How to Protect Text Input from Cross-Site-Scripting (XSS) Attacks with JavaScript

Protecting your website against Cross-Site-Scripting attacks can be as simple as normalizing potentially threatening scripts. That’s exactly what our XSS API does: after identifying if a string contained an XSS threat, it will return a normalized threat-free version of the string, ensuring the original threat is neutralized. You can use this API for free by structuring your API call with the below JavaScript code examples (you’ll also need to get an API key by registering a free account on our website — with zero commitments). We’ll demonstrate how you can use either XHR or jQuery to get set up in just a few incredibly simple steps.

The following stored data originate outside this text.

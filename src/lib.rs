//! Catalog provider library.
//!
//! Turns a service-registry catalog into routing configuration for a reverse
//! proxy, and keeps that configuration current while the catalog changes.

pub mod config;
pub mod lifecycle;
pub mod observability;
pub mod provider;
pub mod registry;
pub mod resilience;
pub mod routing;

pub use config::ProviderConfig;
pub use lifecycle::Shutdown;
pub use provider::{CatalogProvider, ConfigMessage};
pub use routing::RoutingConfig;
//! OS signal handling.
//!
//! # Responsibilities
//! - Wait for SIGTERM or Ctrl-C
//! - Trigger graceful shutdown

use crate::lifecycle::Shutdown;

/// Wait for a termination signal, then trigger `shutdown`.
pub async fn shutdown_on_signal(shutdown: Shutdown) {
    wait_for_signal().await;
    tracing::info!("Shutdown signal received");
    shutdown.trigger();
}

#[cfg(unix)]
async fn wait_for_signal() {
    use tokio::signal::unix::{signal, SignalKind};

    match signal(SignalKind::terminate()) {
        Ok(mut term) => {
            tokio::select! {
                _ = tokio::signal::ctrl_c() => {}
                _ = term.recv() => {}
            }
        }
        Err(e) => {
            tracing::warn!(error = %e, "Failed to install SIGTERM handler, waiting for Ctrl-C only");
            let _ = tokio::signal::ctrl_c().await;
        }
    }
}

#[cfg(not(unix))]
async fn wait_for_signal() {
    let _ = tokio::signal::ctrl_c().await;
}
impl RuleEngine {
    /// Compile the default rule. A failure here is fatal for startup.
    pub fn new(default_rule: &str, accessor: TagAccessor, domain: impl Into<String>) -> Result<Self, TemplateError> {
        Ok(Self {
            default_rule: Template::parse(default_rule)?,
            accessor,
            domain: domain.into(),
        })
    }

    pub fn accessor(&self) -> &TagAccessor {
        &self.accessor
    }

    pub fn domain(&self) -> &str {
        &self.domain
    }

    /// Render the rule for one service.
    ///
    /// A `frontend.rule` attribute is itself a template and takes precedence.
    /// If it fails, the default rule is used and the failure is returned in
    /// [`FrontendRule::override_error`]. `Err` means the default rule itself
    /// failed to render.
    pub fn frontend_rule(&self, service_name: &str, attributes: &[String]) -> Result<FrontendRule, TemplateError> {
        let ctx = RuleContext {
            service_name,
            domain: &self.domain,
            attributes,
            accessor: &self.accessor,
        };

        let override_error = match self.accessor.find("frontend.rule", attributes) {
            Some(custom) if !custom.is_empty() => {
                match Template::parse(custom).and_then(|tmpl| tmpl.render(&ctx)) {
                    Ok(rule) => {
                        return Ok(FrontendRule {
                            rule,
                            override_error: None,
                        })
                    }
                    Err(e) => Some(e),
                }
            }
            _ => None,
        };

        let rule = self.default_rule.render(&ctx)?;
        Ok(FrontendRule { rule, override_error })
    }
}
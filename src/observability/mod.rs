//! Observability subsystem.
//!
//! # Data Flow
//! ```text
//! All subsystems produce:
//!     → logging.rs (structured log events via `tracing`)
//!     → metrics.rs (counters and gauges via `metrics`)
//!
//! Consumers:
//!     → Log aggregation (stderr, pretty or JSON)
//!     → Metrics endpoint (Prometheus scrape)
//! ```
//!
//! # Design Decisions
//! - Structured logging (JSON) for machine parsing
//! - Service name is a field on every per-service event
//! - Metrics are cheap (atomic increments) and no-ops until a recorder is installed

pub mod logging;
pub mod metrics;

If you’re going the XHR route, use the below code:

var data = JSON.stringify("<string>");
var xhr = new XMLHttpRequest();
xhr.withCredentials = true;
xhr.addEventListener("readystatechange", function() {
     if(this.readyState === 4) {
          console.log(this.responseText);
     }
});
xhr.open("POST", "https://api.cloudmersive.com/security/threat-detection/content/xss/detect/string");
xhr.setRequestHeader("Content-Type", "application/json");
xhr.setRequestHeader("Apikey", "YOUR-API-KEY-HERE");
xhr.send(data);

And to install jQuery instead, run the below command:

bower install jquery

Then call the function:

var settings = {
     "url": "https://api.cloudmersive.com/security/threat-detection/content/xss/detect/string",
     "method": "POST",
     "timeout": 0,
     "headers": {
          "Content-Type": "application/json",
          "Apikey": "YOUR-API-KEY-HERE"
     },
     "data": JSON.stringify("<string>"),
};
$.ajax(settings).done(function (response) {
     console.log(response);
});

Yep, you’re already done — no more code required. You can start normalizing potential threats right away.